Next, we come to the main Stan configuration block, where both running conditions, data and parameters can be fed into the Stan model.
stan:
name: "morpho_test"
model:
file: "./morpho_test/models/morpho_linear_fit.stan"
function_file: None
cache: "./morpho_test/cache"
data:
files:
- name: "./morpho_test/data/input.data"
format: "R"
parameters:
- N: 30
run:
algorithm: "NUTS"
iter: 4000
warmup: 1000
chain: 12
n_jobs: 2
init:
- slope : 2.0
intercept : 1.0
sigma: 1.0
output:
name: "./morpho_test/results/morpho_linear_fit"
format: "root"
tree: "morpho_test"
inc_warmup: False
branches:
- variable: "slope"
root_alias: "a"
- variable: "intercept"
root_alias: "b"
The model block allows you to load in your Stan model file (for more on Stan models, see PyStan or Stan documentations). The compiled code can be cached to reduce running time. It is also possible to load in external functions located in separated files elsewhere.
The next block, the data block, reads in data. File formats include R and root. One can also load in parameters directly using the parameters block, as we do for the variable N.

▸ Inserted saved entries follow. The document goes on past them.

use indicatif::ParallelProgressIterator;
use itertools::Itertools;
use log::{LevelFilter, debug, error, info, warn};
use rayon::prelude::*;
use std::path::{Path, PathBuf};
use std::time::Instant;

use cnvbench::benchmark::{benchmark_tool, joint_metrics, MatchConfigBuilder, ToolBenchmark};
use cnvbench::cli::benchmark::{BenchmarkSettings, check_benchmark_settings};
use cnvbench::cli::concordance::{ConcordanceSettings, check_concordance_settings};
use cnvbench::cli::core::{Commands, check_schemas, get_cli};
use cnvbench::data_types::cnv_table::CnvTable;
use cnvbench::false_negatives::find_false_negatives;
use cnvbench::parsing::schema::SchemaRegistry;
use cnvbench::parsing::table_loader::load_cnv_table;
use cnvbench::set_matcher::match_tolerance;
use cnvbench::util::json_io::save_json;
use cnvbench::util::progress_bar::get_progress_style;
use cnvbench::writers::concordance_report::write_concordance_report;
use cnvbench::writers::record_table::{RecordRow, write_record_file};
use cnvbench::writers::summary::{JOINT_LABEL, SummaryWriter};

/// Maximum number of per-record issues to echo at the default log level
const MAX_REPORTED_ISSUES: usize = 5;

fn init_logging(verbosity: u8) {
    let filter_level: LevelFilter = match verbosity {
        0 => LevelFilter::Info,
        1 => LevelFilter::Debug,
        _ => LevelFilter::Trace
    };
    env_logger::builder()
        .format_timestamp_millis()
        .filter_level(filter_level)
        .init();
}

fn init_thread_pool(threads: usize) {
    match rayon::ThreadPoolBuilder::new().num_threads(threads).build_global() {
        Ok(()) => {},
        Err(e) => {
            error!("Error while building thread pool: {e}");
            std::process::exit(exitcode::OSERR);
        }
    };
}

/// Creates the debug folder and saves the CLI settings into it
fn save_debug_settings<T: serde::Serialize>(opt_debug_folder: Option<&Path>, settings: &T) {
    if let Some(debug_folder) = opt_debug_folder {
        info!("Creating debug folder at {debug_folder:?}...");
        if let Err(e) = std::fs::create_dir_all(debug_folder) {
            error!("Error while creating debug folder: {e}");
            std::process::exit(exitcode::IOERR);
        }

        let cli_json = debug_folder.join("cli_settings.json");
        info!("Saving CLI options to {cli_json:?}...");
        if let Err(e) = save_json(settings, &cli_json) {
            error!("Error while saving CLI options: {e:#}");
            std::process::exit(exitcode::IOERR);
        }
    }
}

/// Loads and normalizes one input table, exiting on failure.
/// Rows without usable coordinates are reported here; the engine silently excludes them.
fn load_table_or_exit(filename: &Path, schema: &str, tag: &str, registry: &SchemaRegistry) -> CnvTable {
    let mapping = match registry.get(schema) {
        Some(m) => m,
        None => {
            // check_schemas verified all names already
            error!("Unknown schema {schema:?} for {filename:?}");
            std::process::exit(exitcode::SOFTWARE);
        }
    };

    info!("Loading {tag:?} from {filename:?} (schema: {schema})...");
    let table = match load_cnv_table(filename, mapping, tag) {
        Ok(t) => t,
        Err(e) => {
            error!("Error while loading {filename:?}: {e:#}");
            std::process::exit(exitcode::IOERR);
        }
    };

    if let Some(first) = table.iter().next() {
        debug!("\tColumns: {}", first.fields().keys().join(", "));
    }
    info!("\tLoaded {} records", table.len());

    let absent = table.absent_count();
    if absent > 0 {
        warn!("\t{absent} record(s) without usable coordinates will be excluded from all comparisons");
        for record in table.iter().filter(|r| r.region().is_none()).take(MAX_REPORTED_ISSUES) {
            if let Some(issue) = record.issue() {
                warn!("\t\tRow #{}: {issue}", record.row_index());
            }
        }
        for record in table.iter().filter(|r| r.region().is_none()).skip(MAX_REPORTED_ISSUES) {
            if let Some(issue) = record.issue() {
                debug!("\t\tRow #{}: {issue}", record.row_index());
            }
        }
    }

    let degenerate = table.degenerate_count();
    if degenerate > 0 {
        warn!("\t{degenerate} record(s) have end <= start; they can never be a TP");
    }

    table
}

fn run_concordance(settings: ConcordanceSettings) {
    // start the timer
    let start_time = Instant::now();

    // set up logging before we check the other settings
    init_logging(settings.verbosity);

    let settings = match check_concordance_settings(settings) {
        Ok(s) => s,
        Err(e) => {
            error!("Error while verifying settings: {e:#}");
            std::process::exit(exitcode::CONFIG);
        }
    };
    let registry = match check_schemas(&settings.input_schemas, settings.schema_config.as_deref()) {
        Ok(r) => r,
        Err(e) => {
            error!("Error while verifying schemas: {e:#}");
            std::process::exit(exitcode::CONFIG);
        }
    };

    init_thread_pool(settings.threads);
    save_debug_settings(settings.debug_folder.as_deref(), &settings);

    info!("Loading input tables...");
    let tables: Vec<CnvTable> = settings.input_filenames.iter()
        .zip(settings.input_schemas.iter())
        .zip(settings.input_tags.iter())
        .map(|((filename, schema), tag)| load_table_or_exit(filename, schema, tag, &registry))
        .collect();

    info!("Comparing {} tables with a {} bp tolerance...", tables.len(), settings.tolerance);
    let partitions = match_tolerance(&tables, settings.tolerance);

    info!("Results summary:");
    let total_common: usize = partitions.iter().map(|p| p.common().len()).sum();
    info!("\tCommon CNVs: {total_common}");
    for partition in partitions.iter() {
        info!("\tUnique to {}: {}", partition.label(), partition.unique().len());
        if !partition.excluded().is_empty() {
            info!("\tExcluded from {}: {}", partition.label(), partition.excluded().len());
        }
    }

    info!("Saving report to {:?}...", settings.output_filename);
    if let Err(e) = write_concordance_report(&settings.output_filename, &partitions) {
        error!("Error while saving report: {e:#}");
        std::process::exit(exitcode::IOERR);
    }

    info!("Concordance completed in {} seconds.", start_time.elapsed().as_secs_f64());
}

fn run_benchmark(settings: BenchmarkSettings) {
    // start the timer
    let start_time = Instant::now();

    // set up logging before we check the other settings
    init_logging(settings.verbosity);

    let settings = match check_benchmark_settings(settings) {
        Ok(s) => s,
        Err(e) => {
            error!("Error while verifying settings: {e:#}");
            std::process::exit(exitcode::CONFIG);
        }
    };
    let all_schemas: Vec<String> = std::iter::once(settings.truth_schema.clone())
        .chain(settings.query_schemas.iter().cloned())
        .collect();
    let registry = match check_schemas(&all_schemas, settings.schema_config.as_deref()) {
        Ok(r) => r,
        Err(e) => {
            error!("Error while verifying schemas: {e:#}");
            std::process::exit(exitcode::CONFIG);
        }
    };

    init_thread_pool(settings.threads);

    // create the primary output folder
    info!("Creating output folder at {:?}...", settings.output_folder);
    if let Err(e) = std::fs::create_dir_all(&settings.output_folder) {
        error!("Error while creating output folder: {e}");
        std::process::exit(exitcode::IOERR);
    }
    save_debug_settings(settings.debug_folder.as_deref(), &settings);

    // build our configuration
    let match_config = match MatchConfigBuilder::default()
        .tolerance(settings.tolerance)
        .min_fraction(settings.min_fraction)
        .build() {
        Ok(mc) => mc,
        Err(e) => {
            error!("Error while building match config: {e:?}");
            std::process::exit(exitcode::SOFTWARE);
        }
    };

    info!("Loading input tables...");
    let truth = load_table_or_exit(&settings.truth_filename, &settings.truth_schema, &settings.truth_tag, &registry);
    let queries: Vec<CnvTable> = settings.query_filenames.iter()
        .zip(settings.query_schemas.iter())
        .zip(settings.query_tags.iter())
        .map(|((filename, schema), tag)| load_table_or_exit(filename, schema, tag, &registry))
        .collect();

    info!("Scoring {} tool(s) against {:?}...", queries.len(), truth.label());
    let style = get_progress_style();
    let benchmarks: Vec<ToolBenchmark> = queries.par_iter()
        .map(|query| {
            let result = benchmark_tool(query, &truth, match_config);
            debug!("{}: {:?}", result.label(), result.metrics());
            result
        })
        .progress_with_style(style)
        .collect();
    let union_false_negatives = find_false_negatives(&truth, &queries, match_config.tolerance());
    let joint = joint_metrics(&benchmarks, &union_false_negatives);

    let mut summary_writer = SummaryWriter::new(truth.len() as u64);
    for benchmark in benchmarks.iter() {
        let metrics = benchmark.metrics();
        info!("{}: {metrics:?}", benchmark.label());
        info!("\tRecall: {:.4}", metrics.recall());
        info!("\tPrecision: {:.4}", metrics.precision());
        info!("\tF1: {:.4}", metrics.f1());
        summary_writer.add_tool_benchmark(benchmark);
    }
    info!("{JOINT_LABEL}: {joint:?}");
    info!("\tRecall: {:.4}", joint.recall());
    info!("\tPrecision: {:.4}", joint.precision());
    info!("\tF1: {:.4}", joint.f1());
    summary_writer.add_joint(&benchmarks, &joint);

    // now write things
    let summary_fn = settings.output_folder.join("summary.tsv");
    info!("Saving output summary to {summary_fn:?}...");
    if let Err(e) = summary_writer.write_summary(&summary_fn) {
        error!("Error while saving summary file: {e:#}");
        std::process::exit(exitcode::IOERR);
    }

    for benchmark in benchmarks.iter() {
        let classified_fn: PathBuf = settings.output_folder.join(format!("{}.classified.tsv", benchmark.label()));
        debug!("Saving classified calls to {classified_fn:?}...");
        let classified = benchmark.classified().classified_records();
        let rows: Vec<RecordRow> = classified.iter().map(RecordRow::from_classified).collect();
        if let Err(e) = write_record_file(&classified_fn, &rows) {
            error!("Error while saving classified calls: {e:#}");
            std::process::exit(exitcode::IOERR);
        }
    }

    let fn_filename = settings.output_folder.join("false_negatives.tsv");
    info!("Saving {} false negatives to {fn_filename:?}...", union_false_negatives.len());
    let rows: Vec<RecordRow> = union_false_negatives.iter().map(RecordRow::from_record).collect();
    if let Err(e) = write_record_file(&fn_filename, &rows) {
        error!("Error while saving false negatives: {e:#}");
        std::process::exit(exitcode::IOERR);
    }

    info!("Benchmark completed in {} seconds.", start_time.elapsed().as_secs_f64());
}

fn main() {
    let cli = get_cli();
    match cli.command {
        Commands::Concordance(settings) => {
            run_concordance(*settings);
        },
        Commands::Benchmark(settings) => {
            run_benchmark(*settings);
        }
    }

    info!("Process finished successfully.");
}
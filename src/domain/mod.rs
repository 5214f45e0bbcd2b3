mod blog_post;
mod new_subscriber;
mod subscriber_email;
mod subscriber_name;
mod subscription_outcome;

pub use blog_post::{categories, BlogPost, PostFilter, ALL_CATEGORIES};
pub use new_subscriber::{NewSubscriber, SubscriptionRequest};
pub use subscriber_email::SubscriberEmail;
pub use subscriber_name::SubscriberName;
pub use subscription_outcome::{
    SubscriptionOutcome, SubscriptionResponse, ALREADY_SUBSCRIBED, SUBSCRIPTION_FAILED,
};
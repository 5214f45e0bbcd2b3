use crate::domain::{NewSubscriber, SubscriptionOutcome, SubscriptionRequest};
use crate::newsletter_client::{NewsletterClient, NewsletterError};

/// Validates the request, then hands it to Brevo. Validation failures never
/// reach the network. There is no retry: a failed submission is resubmitted
/// by the visitor.
#[tracing::instrument(
    name = "Subscribe to the newsletter",
    skip(client, request),
    fields(subscriber_email = %request.email.as_deref().unwrap_or_default())
)]
pub async fn subscribe_to_newsletter(
    client: &NewsletterClient,
    request: SubscriptionRequest,
) -> SubscriptionOutcome {
    let subscriber: NewSubscriber = match request.try_into() {
        Ok(subscriber) => subscriber,
        Err(message) => return SubscriptionOutcome::Invalid(message),
    };

    match client.create_contact(&subscriber).await {
        Ok(()) => SubscriptionOutcome::Subscribed,
        Err(NewsletterError::DuplicateContact) => SubscriptionOutcome::AlreadySubscribed,
        Err(e) => {
            tracing::error!(error.cause_chain = ?e, error.message = %e, "Newsletter subscription failed");
            match e {
                NewsletterError::MissingApiKey => SubscriptionOutcome::NotConfigured,
                NewsletterError::Unauthorized => SubscriptionOutcome::InvalidApiKey,
                NewsletterError::Transport(_) => SubscriptionOutcome::Unreachable,
                NewsletterError::Rejected { .. } | NewsletterError::DuplicateContact => {
                    SubscriptionOutcome::Rejected
                }
            }
        }
    }
}
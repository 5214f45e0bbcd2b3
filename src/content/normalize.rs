use serde_json::{Map, Value};

use super::entry::{AssetIndex, Entry};
use super::rich_text::render_rich_text;
use crate::configuration::PostDefaults;
use crate::domain::BlogPost;

pub const UNTITLED: &str = "Untitled Post";
pub const NO_EXCERPT: &str = "No excerpt available";
pub const NO_CONTENT: &str = "No content available";
pub const CONTENT_ERROR: &str = "Content processing error";

const IMAGE_FIELDS: [&str; 3] = ["image", "featuredImage", "heroImage"];

/// Projects a loosely-typed entry onto `BlogPost`. Never fails: every field
/// has a fallback chain ending in a default.
pub fn normalize_entry(entry: &Entry, assets: &AssetIndex, defaults: &PostDefaults) -> BlogPost {
    let fields = &entry.fields;
    BlogPost {
        id: entry.sys.id.clone(),
        title: text(fields, &["title"]).unwrap_or_else(|| UNTITLED.to_string()),
        excerpt: text(fields, &["excerpt", "description"])
            .unwrap_or_else(|| NO_EXCERPT.to_string()),
        content: content(fields, assets),
        author: text(fields, &["author"]).unwrap_or_else(|| defaults.author.clone()),
        date: text(fields, &["publishDate", "date"])
            .or_else(|| entry.sys.created_at.clone())
            .unwrap_or_default(),
        read_time: text(fields, &["readTime"]).unwrap_or_else(|| defaults.read_time.clone()),
        category: text(fields, &["category"]).unwrap_or_else(|| defaults.category.clone()),
        tags: tags(fields.get("tags")),
        image: image(fields, assets, &defaults.placeholder_image),
        featured: fields
            .get("featured")
            .and_then(Value::as_bool)
            .unwrap_or(false),
        slug: text(fields, &["slug"]).unwrap_or_else(|| entry.sys.id.clone()),
    }
}

fn text(fields: &Map<String, Value>, names: &[&str]) -> Option<String> {
    names
        .iter()
        .filter_map(|name| fields.get(*name))
        .filter_map(Value::as_str)
        .map(str::trim)
        .find(|s| !s.is_empty())
        .map(String::from)
}

/// First value among `names` that is neither null, `""` nor `false`.
fn present<'a>(fields: &'a Map<String, Value>, names: &[&str]) -> Option<&'a Value> {
    names
        .iter()
        .filter_map(|name| fields.get(*name))
        .find(|value| match value {
            Value::Null | Value::Bool(false) => false,
            Value::String(s) => !s.is_empty(),
            _ => true,
        })
}

fn tags(value: Option<&Value>) -> Vec<String> {
    match value {
        Some(Value::Array(items)) => items
            .iter()
            .filter_map(Value::as_str)
            .map(String::from)
            .collect(),
        Some(Value::String(tag)) => vec![tag.clone()],
        _ => vec![],
    }
}

fn content(fields: &Map<String, Value>, assets: &AssetIndex) -> String {
    match present(fields, &["content", "body"]) {
        None => NO_CONTENT.to_string(),
        Some(Value::String(html)) => html.clone(),
        Some(document) => match render_rich_text(document, assets) {
            Ok(html) => html,
            Err(e) => {
                tracing::warn!(error.cause_chain = ?e, "Failed to render rich text content");
                CONTENT_ERROR.to_string()
            }
        },
    }
}

fn image(fields: &Map<String, Value>, assets: &AssetIndex, placeholder: &str) -> String {
    let raw = IMAGE_FIELDS
        .iter()
        .filter_map(|name| fields.get(*name))
        .find_map(|value| match value {
            Value::String(url) if !url.trim().is_empty() => Some(url.as_str()),
            Value::String(_) => None,
            other => assets.resolve(other),
        })
        .unwrap_or_default();
    repair_image_url(raw, placeholder)
}

/// Turns whatever the CMS stored into an absolute `https://` URL:
/// `//host/x` and `http://host/x` are upgraded, a bare `host/x` gets a
/// scheme, an empty value becomes `placeholder`.
pub fn repair_image_url(raw: &str, placeholder: &str) -> String {
    let raw = raw.trim();
    if raw.is_empty() {
        placeholder.to_string()
    } else if raw.starts_with("https://") {
        raw.to_string()
    } else if let Some(rest) = raw.strip_prefix("//") {
        format!("https://{rest}")
    } else if let Some(rest) = raw.strip_prefix("http://") {
        format!("https://{rest}")
    } else {
        format!("https://{raw}")
    }
}
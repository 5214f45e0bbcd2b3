use biosite::configuration::get_configuration;
use biosite::startup::Application;
use biosite::telemetry::init_subscriber;

#[tokio::main]
async fn main() -> anyhow::Result<()> {
    let configuration = get_configuration()?;
    init_subscriber(
        "biosite".into(),
        "info".into(),
        std::io::stdout,
        &configuration.telemetry,
    )?;

    let application = Application::build(configuration).await?;
    tracing::info!("Listening on port {}", application.port());
    application.run_until_stopped().await?;
    Ok(())
}
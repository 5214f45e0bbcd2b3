use serde::Deserialize;

use super::{SubscriberEmail, SubscriberName};

pub const EMAIL_REQUIRED: &str = "Email is required";
pub const INVALID_EMAIL: &str = "Please enter a valid email address";
pub const INVALID_NAME: &str = "Please enter a valid name";

/// Subscriber record as submitted by the newsletter widget.
#[derive(Deserialize, Debug, Clone, Default)]
#[serde(rename_all = "camelCase")]
pub struct SubscriptionRequest {
    #[serde(default)]
    pub email: Option<String>,
    #[serde(default)]
    pub first_name: Option<String>,
    #[serde(default)]
    pub last_name: Option<String>,
}

#[derive(Debug, Clone)]
pub struct NewSubscriber {
    pub email: SubscriberEmail,
    pub first_name: Option<SubscriberName>,
    pub last_name: Option<SubscriberName>,
}

/// The error is the message shown back to the visitor.
impl TryFrom<SubscriptionRequest> for NewSubscriber {
    type Error = String;

    fn try_from(value: SubscriptionRequest) -> Result<Self, Self::Error> {
        let email = match value.email {
            Some(email) if !email.trim().is_empty() => email,
            _ => return Err(EMAIL_REQUIRED.to_string()),
        };
        let email = SubscriberEmail::parse(email).map_err(|_| INVALID_EMAIL.to_string())?;
        let first_name =
            SubscriberName::parse_optional(value.first_name).map_err(|_| INVALID_NAME.to_string())?;
        let last_name =
            SubscriberName::parse_optional(value.last_name).map_err(|_| INVALID_NAME.to_string())?;
        Ok(Self {
            email,
            first_name,
            last_name,
        })
    }
}
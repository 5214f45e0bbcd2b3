use askama_axum::Template;
use axum::extract::{Path, State};
use axum::http::{StatusCode, Uri};
use axum::response::{IntoResponse, Response};

use crate::domain::BlogPost;
use crate::AppState;

#[derive(Template)]
#[template(path = "blog/post.html")]
struct PostPage {
    post: BlogPost,
}

#[derive(Template)]
#[template(path = "blog/not_found.html")]
struct NotFoundPage {
    slug: String,
}

/// Shown when the CMS could not be read. The retry link reloads the page.
#[derive(Template)]
#[template(path = "error.html")]
pub struct ErrorPage {
    message: String,
    retry_url: String,
}

impl ErrorPage {
    pub fn new(message: &str, uri: &Uri) -> Self {
        Self {
            message: message.to_string(),
            retry_url: uri.to_string(),
        }
    }
}

#[tracing::instrument(name = "Render blog post", skip(state, uri))]
pub async fn blog_post(state: State<AppState>, Path(slug): Path<String>, uri: Uri) -> Response {
    match state.content_client.fetch_post(&slug).await {
        Ok(Some(post)) => PostPage { post }.into_response(),
        Ok(None) => (StatusCode::NOT_FOUND, NotFoundPage { slug }).into_response(),
        Err(e) => {
            tracing::error!(error.cause_chain = ?e, "Failed to load blog post");
            (
                StatusCode::INTERNAL_SERVER_ERROR,
                ErrorPage::new("We couldn't load this article.", &uri),
            )
                .into_response()
        }
    }
}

The next block, the run block, allows one to control how Stan is run (number of chains, warmup, algorithms, etc.). Initializations can also be set here. This block feeds directly into PyStan.
The last block within the Stan block is the output. In this example, we save to a root file, and maintain two variables, a and b.
Since we specified the configure file to also make some plots, we can set up those conditions as well. In our example again, we have:
plot:
which_plot:
- method_name: histo
module_name: histo
title: "histo"
input_file_name : "./morpho_test/results/morpho_linear_fit.root"
input_tree: "morpho_test"
output_path: ./morpho_test/results/
data:
- a
The plot saves a PDF of the variable a based on the root file results.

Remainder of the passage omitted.